Guy Rewenig (born 31 August 1947) is a Luxembourgish author and novelist. In 1984, he wrote the first novel in the Luxembourgish language although poems and theatrical works had appeared in the 19th century. Together with Roger Manderscheid, he is credited for initiating the current trend for novels written in Luxembourgish.

==Biography==

Born on 31 August 1947 in Luxembourg City, Rewenig completed his secondary school education at the Athénée de Luxembourg before being trained as a schoolteacher at the Institut pédagogique. He taught first in the primary school at Bettembourg and from 1971 in Esch-sur-Alzette. In 1984, he gave up teaching to become a full-time independent writer and moved to Nospelt.

==Career as a writer==

In 1963, Rewenig published his first film reviews in the Luxemburger Wort. His first play "Interview" appeared in 1970 as did Als der Feigenbaum verdorrte, a collection of essays.

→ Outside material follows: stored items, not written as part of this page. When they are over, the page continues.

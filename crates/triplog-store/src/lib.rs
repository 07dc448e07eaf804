//! Document store for trips, vehicles and parties
//!
//! The store is a set of keyed collections of JSON documents. Reads are
//! point lookups, equality queries and prefix range scans; writes only go
//! through [`WriteBatch`], which a store commits all-or-nothing.

mod batch;
mod file;
mod memory;
mod tables;

pub use batch::{WriteBatch, WriteOp};
pub use file::JsonFileStore;
pub use memory::{CommitFailure, MemoryStore};

use std::sync::Arc;

use async_trait::async_trait;
use serde::{Deserialize, Serialize};
use serde_json::{Map, Value};
use triplog_types::StoreError;

/// Field map of a document
pub type Fields = Map<String, Value>;

pub type StoreResult<T> = std::result::Result<T, StoreError>;

/// Collections known to the store
#[derive(Clone, Copy, Debug, PartialEq, Eq, Hash, PartialOrd, Ord, Serialize, Deserialize)]
#[serde(rename_all = "lowercase")]
pub enum Collection {
    Trips,
    Vehicles,
    Parties,
}

impl Collection {
    pub const ALL: [Collection; 3] = [Collection::Trips, Collection::Vehicles, Collection::Parties];

    pub fn as_str(&self) -> &'static str {
        match self {
            Collection::Trips => "trips",
            Collection::Vehicles => "vehicles",
            Collection::Parties => "parties",
        }
    }
}

impl std::fmt::Display for Collection {
    fn fmt(&self, f: &mut std::fmt::Formatter<'_>) -> std::fmt::Result {
        f.write_str(self.as_str())
    }
}

/// A stored document
#[derive(Debug, Clone, PartialEq, Serialize, Deserialize)]
pub struct Document {
    pub key: String,
    pub fields: Fields,
}

impl Document {
    pub fn new(key: impl Into<String>, fields: Fields) -> Self {
        Self {
            key: key.into(),
            fields,
        }
    }

    /// String value of a field, if present and a string
    pub fn str_field(&self, field: &str) -> Option<&str> {
        self.fields.get(field).and_then(Value::as_str)
    }

    /// Integer value of a field, if present and an integer
    pub fn i64_field(&self, field: &str) -> Option<i64> {
        self.fields.get(field).and_then(Value::as_i64)
    }
}

/// Contract every store engine implements
#[async_trait]
pub trait DocumentStore: Send + Sync {
    /// Point lookup by key
    async fn get(&self, collection: Collection, key: &str) -> StoreResult<Option<Document>>;

    /// Documents whose `field` equals `value`, ordered by key
    async fn query_equals(
        &self,
        collection: Collection,
        field: &str,
        value: &Value,
    ) -> StoreResult<Vec<Document>>;

    /// Documents whose string `field` starts with `prefix`, ordered by that
    /// field, at most `limit` of them
    async fn query_prefix(
        &self,
        collection: Collection,
        field: &str,
        prefix: &str,
        limit: usize,
    ) -> StoreResult<Vec<Document>>;

    /// All documents ordered by `order_by` (documents missing the field last)
    async fn list(
        &self,
        collection: Collection,
        order_by: &str,
        descending: bool,
        limit: Option<usize>,
    ) -> StoreResult<Vec<Document>>;

    /// Start an empty write batch
    fn begin_batch(&self) -> WriteBatch {
        WriteBatch::new()
    }

    /// Apply every op in the batch, or none of them
    async fn commit(&self, batch: WriteBatch) -> StoreResult<()>;
}

#[async_trait]
impl<T: DocumentStore + ?Sized> DocumentStore for Arc<T> {
    async fn get(&self, collection: Collection, key: &str) -> StoreResult<Option<Document>> {
        (**self).get(collection, key).await
    }

    async fn query_equals(
        &self,
        collection: Collection,
        field: &str,
        value: &Value,
    ) -> StoreResult<Vec<Document>> {
        (**self).query_equals(collection, field, value).await
    }

    async fn query_prefix(
        &self,
        collection: Collection,
        field: &str,
        prefix: &str,
        limit: usize,
    ) -> StoreResult<Vec<Document>> {
        (**self).query_prefix(collection, field, prefix, limit).await
    }

    async fn list(
        &self,
        collection: Collection,
        order_by: &str,
        descending: bool,
        limit: Option<usize>,
    ) -> StoreResult<Vec<Document>> {
        (**self).list(collection, order_by, descending, limit).await
    }

    async fn commit(&self, batch: WriteBatch) -> StoreResult<()> {
        (**self).commit(batch).await
    }
}
//! CLI definition using clap

use chrono::NaiveDate;
use clap::{Parser, Subcommand};
use std::path::PathBuf;
use triplog_domain::RouteSegment;
use triplog_types::OutputFormat;

#[derive(Parser)]
#[command(name = "triplog")]
#[command(author = "yuuji")]
#[command(version)]
#[command(about = "Record freight trips and browse vehicle and party totals")]
#[command(long_about = None)]
pub struct Cli {
    #[command(subcommand)]
    pub command: Commands,

    /// Store directory. Uses config value if not specified.
    #[arg(long, global = true)]
    pub store_dir: Option<PathBuf>,

    /// Output format (json, table). Uses config value if not specified.
    #[arg(long, short = 'f', global = true)]
    pub format: Option<OutputFormat>,

    /// Verbose output
    #[arg(long, short = 'v', global = true)]
    pub verbose: bool,
}

#[derive(Subcommand)]
pub enum Commands {
    /// Record a trip
    Record {
        /// Driver name
        #[arg(long, short = 'd')]
        driver: String,

        /// Vehicle number (e.g., "MH12AB1234")
        #[arg(long = "vehicle", short = 'n')]
        vehicle_no: String,

        /// Route as "FROM->TO". Repeat for multi-stop trips; the first one counts toward totals.
        #[arg(long = "route", short = 'r', value_parser = parse_route)]
        routes: Vec<RouteSegment>,

        /// Trip date (YYYY-MM-DD). Defaults to today.
        #[arg(long)]
        date: Option<NaiveDate>,
    },

    /// List vehicles, most recent trip first
    Vehicles {
        #[arg(long, short = 'l')]
        limit: Option<usize>,
    },

    /// List parties, most recent trip first
    Parties {
        #[arg(long, short = 'l')]
        limit: Option<usize>,
    },

    /// List trips of a vehicle or a party
    Trips {
        /// Vehicle number
        #[arg(long, conflicts_with = "party", required_unless_present = "party")]
        vehicle: Option<String>,

        /// Party name
        #[arg(long)]
        party: Option<String>,
    },

    /// Show a single trip
    Trip {
        /// Trip key
        key: String,
    },

    /// Suggest party names starting with a prefix
    Suggest {
        /// Text typed so far
        text: String,
    },

    /// Manage configuration
    Config {
        /// Show current configuration
        #[arg(long)]
        show: bool,

        /// Set store directory
        #[arg(long)]
        set_store_dir: Option<PathBuf>,

        /// Set default output format
        #[arg(long)]
        set_output: Option<OutputFormat>,

        /// Set suggestion debounce in milliseconds
        #[arg(long)]
        set_debounce: Option<u64>,

        /// Set maximum number of suggestions
        #[arg(long)]
        set_suggestion_limit: Option<usize>,

        /// Set retries after a conflicting commit
        #[arg(long)]
        set_conflict_retries: Option<u32>,

        /// Reset to defaults
        #[arg(long)]
        reset: bool,
    },
}

/// Parse "FROM->TO". Blank ends are left for trip validation to report.
fn parse_route(s: &str) -> Result<RouteSegment, String> {
    let (from, to) = s
        .split_once("->")
        .ok_or_else(|| format!("route '{}' must look like FROM->TO", s))?;
    Ok(RouteSegment::new(from.trim(), to.trim()))
}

From 1973, he also began to write for children, his highly successful collection of children's stories Muschkilusch. Geschichte fir Kanner appearing in 1990. In 1985, Guy Rewenig published Hannert dem Atlantik, the very first novel to appear in Luxembourgish, paving the way for other works of fiction to be written in the local language. Rewenig writes in German, Luxembourgish and French. His novel Roman Mass mat dräi Hären was translated into French by Jean Portante as La cathédrale en flammes. He has also written many satirical works criticizing the social and political shortcomings of Luxembourg life and has frequently contributed articles to Luxembourg newspapers and periodicals.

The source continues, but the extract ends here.